Но ведь если ты не знаешь, что с тобой — ты не можешь себе помочь.
Вот это стало для меня поворотным. Если я зову всё «стрессом» — как я пойму, нужно ли мне лечь, поговорить или всё-таки сказать «нет» и уйти? А если я зову грусть злостью, я начну обороняться, а не просить поддержки. И наоборот — если я не признаю свой гнев, я буду делать вид, что просто устала, хотя внутри уже кипит. Разные состояния требуют разных действий. Но если всё внутри одного мутного облака — никакого действия не будет. Или будет, но не то.
Я начала учиться различать. И мне это далось не сразу.
Я узнала, что у чувств есть два измерения: валентность — это насколько оно приятное или неприятное, и возбуждение — насколько оно активирует или, наоборот, ослабляет.
То есть я могу чувствовать себя «плохо» и быть при этом полна энергии. Например, тревога — это минус по валентности, но плюс по возбуждению. А апатия — минус и по валентности, и по возбуждению. Похожее ощущение внутри, но совершенно разный смысл. И разное поведение как ответ. Один случай — нужно действовать, другой — ничего не трогать и просто позволить себе прийти в себя.
Кофе, кстати, на это влияет. Он не делает меня счастливее. Он просто поднимает возбуждение. Энергии становится больше — но это не значит, что я чувствую себя лучше. Иногда даже наоборот. И это стало для меня большим открытием: энергия и удовольствие — вообще не одно и то же.
Потом я поняла, что большая часть моих «эмоций» — это вовсе не эмоции. Это телесные сигналы, которые я не замечала.
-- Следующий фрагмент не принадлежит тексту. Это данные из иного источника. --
#![no_main]

use libfuzzer_sys::fuzz_target;
use orcid_jskos::identifier::UriSpace;
use orcid_jskos::lucene::lucene_query;

fuzz_target!(|data: &str| {
    let space = UriSpace::orcid();
    if let Some(id) = space.recognize(data) {
        assert_eq!(id.uri, format!("{}{}", space.base(), id.notation));
    }

    let clause = lucene_query("text", data);
    assert!(clause.starts_with("text:\"") && clause.ends_with('"'));
});
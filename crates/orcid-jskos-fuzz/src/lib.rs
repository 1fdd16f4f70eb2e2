//! Fuzzing library for orcid-jskos.
//!
//! This crate provides fuzzing targets for the ORCID document parser, the profile
//! mapper and the identifier recognizer.
//!
//! # Usage
//!
//! ```bash
//! cd crates/orcid-jskos-fuzz
//! cargo +nightly fuzz run fuzz_profile_parse -- -max_total_time=60
//! ```

pub use orcid_jskos::{identifier, lucene, mapper, models};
Голод, усталость, чувство тревоги от того, что давно не гуляла, напряжение в плечах, замирание в животе — всё это я раньше приписывала «плохому настроению» или «раздражению на людей». Хотя на деле мне просто нужно было выпить воды, съесть что-то нормальное или побыть в тишине.
Мы называем это «настроение», «перегруз», «эмоции», а это может быть всего лишь неверная трактовка одного из простых телесных сигналов. И чем дальше я жила в деревне, тем больше я начала чувствовать это различие. Здесь меньше шума. Меньше людей, меньше экранов. И я начала слышать себя не через мысли — а через тело.
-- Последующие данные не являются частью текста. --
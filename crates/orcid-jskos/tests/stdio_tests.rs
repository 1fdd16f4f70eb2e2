//! Stdio transport tests with in-memory streams.

use serde_json::{Value, json};
use wiremock::matchers::{method, path};
use wiremock::{Mock, MockServer, ResponseTemplate};

use orcid_jskos::config::Config;
use orcid_jskos::server::stdio::serve_lines;
use orcid_jskos::service::OrcidService;

async fn setup_test_context() -> (MockServer, OrcidService) {
    let mock_server = MockServer::start().await;

    Mock::given(method("POST"))
        .and(path("/oauth/token"))
        .respond_with(ResponseTemplate::new(200).set_body_json(json!({"access_token": "tok"})))
        .mount(&mock_server)
        .await;

    Mock::given(method("GET"))
        .and(path("/v1.2/0000-0002-1825-0097/orcid-bio/"))
        .respond_with(ResponseTemplate::new(200).set_body_json(json!({
            "orcid-profile": {
                "orcid-identifier": {
                    "uri": "http://orcid.org/0000-0002-1825-0097",
                    "path": "0000-0002-1825-0097"
                },
                "orcid-bio": {"personal-details": {"given-names": {"value": "Josiah"}}}
            }
        })))
        .mount(&mock_server)
        .await;

    let service = OrcidService::from_config(Config::for_testing(&mock_server.uri())).unwrap();
    (mock_server, service)
}

async fn run(service: &OrcidService, input: &str) -> Vec<Value> {
    let mut output = Vec::new();
    serve_lines(service, input.as_bytes(), &mut output).await.unwrap();

    String::from_utf8(output)
        .unwrap()
        .lines()
        .map(|line| serde_json::from_str(line).unwrap())
        .collect()
}

#[tokio::test]
async fn test_one_answer_per_query_line() {
    let (_mock_server, service) = setup_test_context().await;

    let input = concat!(
        r#"{"notation": "0000-0002-1825-0097"}"#,
        "\n",
        "\n",
        r#"{"notation": "nope"}"#,
        "\n",
    );
    let answers = run(&service, input).await;

    assert_eq!(answers.len(), 2);
    assert_eq!(answers[0][0]["prefLabel"]["en"], "Josiah");
    assert_eq!(answers[1], json!([]));
}

#[tokio::test]
async fn test_malformed_line_reports_parse_error() {
    let (_mock_server, service) = setup_test_context().await;

    let answers = run(&service, "{not json\n{\"notation\": \"0000-0002-1825-0097\"}").await;

    assert_eq!(answers.len(), 2);
    assert!(answers[0]["error"].as_str().unwrap().starts_with("Parse error"));
    assert_eq!(answers[1][0]["uri"], "http://orcid.org/0000-0002-1825-0097");
}

#[tokio::test]
async fn test_empty_input() {
    let (_mock_server, service) = setup_test_context().await;
    assert!(run(&service, "").await.is_empty());
}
Я поняла: эмоция возникает не просто так. Она строится на том, как я интерпретирую своё состояние.
Если я чувствую внутреннее сжатие и при этом думаю: «Я никому не нужна», — возникает грусть.
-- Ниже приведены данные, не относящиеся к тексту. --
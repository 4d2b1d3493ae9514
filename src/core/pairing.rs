//! Classifies files as archives or previews and pairs them by file stem.

use serde::{Deserialize, Serialize};
use std::collections::{BTreeMap, HashSet};
use std::path::{Path, PathBuf};

use crate::config::PairingConfig;

#[derive(Debug, Clone, Copy, PartialEq, Eq, Serialize, Deserialize)]
#[serde(rename_all = "snake_case")]
pub enum FileKind {
    Archive,
    Preview,
    Other,
}

/// An archive and its preview image, matched by stem within one directory.
/// Either side may be missing for unpaired files.
#[derive(Debug, Clone, PartialEq, Eq, Hash, Serialize, Deserialize)]
pub struct FilePair {
    pub stem: String,
    pub directory: PathBuf,
    pub archive: Option<PathBuf>,
    pub preview: Option<PathBuf>,
}

impl FilePair {
    pub fn new(archive: Option<PathBuf>, preview: Option<PathBuf>) -> Self {
        let reference = archive
            .as_deref()
            .or(preview.as_deref())
            .unwrap_or_else(|| Path::new(""));
        Self {
            stem: stem_of(reference),
            directory: reference
                .parent()
                .map(Path::to_path_buf)
                .unwrap_or_default(),
            archive,
            preview,
        }
    }

    pub fn is_complete(&self) -> bool {
        self.archive.is_some() && self.preview.is_some()
    }

    /// All files of the pair, archive first.
    pub fn files(&self) -> impl Iterator<Item = &PathBuf> {
        self.archive.iter().chain(self.preview.iter())
    }

    /// Path used to identify the pair in summaries.
    pub fn display_path(&self) -> PathBuf {
        self.archive
            .clone()
            .or_else(|| self.preview.clone())
            .unwrap_or_else(|| self.directory.join(&self.stem))
    }
}

/// Result of pairing a set of files.
#[derive(Debug, Clone, Default, PartialEq, Eq, Serialize, Deserialize)]
pub struct ScanReport {
    pub root: PathBuf,
    pub pairs: Vec<FilePair>,
    pub archives_only: usize,
    pub previews_only: usize,
    pub ignored: usize,
}

impl ScanReport {
    pub fn complete_pairs(&self) -> usize {
        self.pairs.iter().filter(|p| p.is_complete()).count()
    }
}

/// Extension-based classification, case-insensitive.
#[derive(Debug, Clone)]
pub struct Classifier {
    archives: HashSet<String>,
    previews: HashSet<String>,
}

impl Classifier {
    pub fn new(config: &PairingConfig) -> Self {
        let normalize = |exts: &[String]| {
            exts.iter()
                .map(|e| e.trim_start_matches('.').to_lowercase())
                .collect::<HashSet<_>>()
        };
        Self {
            archives: normalize(&config.archive_extensions),
            previews: normalize(&config.preview_extensions),
        }
    }

    pub fn classify(&self, path: &Path) -> FileKind {
        let Some(ext) = path.extension().and_then(|e| e.to_str()) else {
            return FileKind::Other;
        };
        let ext = ext.to_lowercase();
        if self.archives.contains(&ext) {
            FileKind::Archive
        } else if self.previews.contains(&ext) {
            FileKind::Preview
        } else {
            FileKind::Other
        }
    }
}

fn stem_of(path: &Path) -> String {
    path.file_stem()
        .and_then(|s| s.to_str())
        .unwrap_or_default()
        .to_string()
}

/// Incrementally pairs classified files.
///
/// Files are grouped by `(directory, lowercase stem)`. A second archive or
/// preview for a key that already has one starts a new, separate entry.
#[derive(Debug, Default)]
pub struct Pairer {
    slots: BTreeMap<(PathBuf, String), Vec<FilePair>>,
}

impl Pairer {
    pub fn new() -> Self {
        Self::default()
    }

    pub fn add(&mut self, path: PathBuf, kind: FileKind) {
        if kind == FileKind::Other {
            return;
        }
        let directory = path.parent().map(Path::to_path_buf).unwrap_or_default();
        let key = (directory, stem_of(&path).to_lowercase());
        let slot = self.slots.entry(key).or_default();

        let is_archive = kind == FileKind::Archive;
        if let Some(pair) = slot.iter_mut().find(|pair| {
            if is_archive {
                pair.archive.is_none()
            } else {
                pair.preview.is_none()
            }
        }) {
            if is_archive {
                pair.archive = Some(path);
            } else {
                pair.preview = Some(path);
            }
            return;
        }

        if is_archive {
            slot.push(FilePair::new(Some(path), None));
        } else {
            slot.push(FilePair::new(None, Some(path)));
        }
    }

    /// Pairs in directory/stem order.
    pub fn into_pairs(self) -> Vec<FilePair> {
        self.slots.into_values().flatten().collect()
    }
}

#[cfg(test)]
mod tests {
    use super::*;

    fn classifier() -> Classifier {
        Classifier::new(&PairingConfig::default())
    }

    #[test]
    fn test_classify_is_case_insensitive() {
        let c = classifier();
        assert_eq!(c.classify(Path::new("/a/b.ZIP")), FileKind::Archive);
        assert_eq!(c.classify(Path::new("/a/b.cbz")), FileKind::Archive);
        assert_eq!(c.classify(Path::new("/a/b.Jpg")), FileKind::Preview);
        assert_eq!(c.classify(Path::new("/a/b.txt")), FileKind::Other);
        assert_eq!(c.classify(Path::new("/a/noext")), FileKind::Other);
    }

    #[test]
    fn test_pairs_by_stem_within_directory() {
        let c = classifier();
        let mut pairer = Pairer::new();
        for p in [
            "/lib/one.zip",
            "/lib/one.jpg",
            "/lib/two.rar",
            "/lib/three.png",
            "/other/one.jpg",
        ] {
            let path = PathBuf::from(p);
            let kind = c.classify(&path);
            pairer.add(path, kind);
        }

        let pairs = pairer.into_pairs();
        assert_eq!(pairs.len(), 4);

        let one = pairs
            .iter()
            .find(|p| p.stem == "one" && p.directory == Path::new("/lib"))
            .unwrap();
        assert!(one.is_complete());
        assert_eq!(one.files().count(), 2);

        let two = pairs.iter().find(|p| p.stem == "two").unwrap();
        assert_eq!(two.archive, Some(PathBuf::from("/lib/two.rar")));
        assert_eq!(two.preview, None);

        let other_one = pairs
            .iter()
            .find(|p| p.directory == Path::new("/other"))
            .unwrap();
        assert!(!other_one.is_complete());
    }

    #[test]
    fn test_stem_match_ignores_case() {
        let mut pairer = Pairer::new();
        pairer.add(PathBuf::from("/lib/Holiday.zip"), FileKind::Archive);
        pairer.add(PathBuf::from("/lib/holiday.webp"), FileKind::Preview);
        let pairs = pairer.into_pairs();
        assert_eq!(pairs.len(), 1);
        assert!(pairs[0].is_complete());
    }

    #[test]
    fn test_display_path_prefers_archive() {
        let pair = FilePair::new(
            Some(PathBuf::from("/x/a.zip")),
            Some(PathBuf::from("/x/a.png")),
        );
        assert_eq!(pair.display_path(), PathBuf::from("/x/a.zip"));
        assert_eq!(pair.stem, "a");
        assert_eq!(pair.directory, PathBuf::from("/x"));
    }
}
Если я чувствую то же сжатие, но думаю: «Сейчас опять придётся делать то, чего я не хочу», — это уже злость.
А если думаю: «Я не справлюсь», — это тревога.
То же ощущение в теле, но разная история в голове — и всё меняется.
Поэтому теперь, когда я чувствую, что «что-то не так», я не бегу в объяснение. Я не думаю, я проверяю.
Я задаю себе три вопроса.
Первый: как я себя сейчас чувствую по шкале приятности?
Второй: у меня сейчас прилив или спад энергии?
И третий: что это может означать?
Иногда это не значит ничего. Просто надо поспать, поесть или выйти на улицу.
Иногда это сигнал о чём-то большем. Тогда я его не заглушаю — я его слушаю.
Я стала замечать, что «стресс» для меня может означать очень разные вещи в разное время. Иногда он прячет одиночество. Иногда — вину. Иногда — тревогу за завтрашний день. Но если я реагирую на каждый стресс одинаково — я себе не помогаю. Я только бегаю по кругу.
Теперь я стараюсь различать. Даже если не сразу.
Я не тороплюсь с выводами. Я просто спрашиваю: это эмоция? Или это телесное? Или это мысль, замаскированная под чувство?
Потому что только зная, что со мной происходит, я могу сделать что-то, что действительно поможет. А не просто отвлечёт.
Раньше я думала, что самопомощь — это списки, медитации, контроль.
Теперь я думаю иначе:
Самопомощь — это способность слышать себя раньше, чем громко закричит тело или сорвётся голос.
Это не про силу. Это про внимание.
И я учусь этому каждый день. Снова и снова.
Иногда путаюсь. Иногда угадываю.
Но, в отличие от прошлого, теперь я хотя бы знаю, куда смотреть.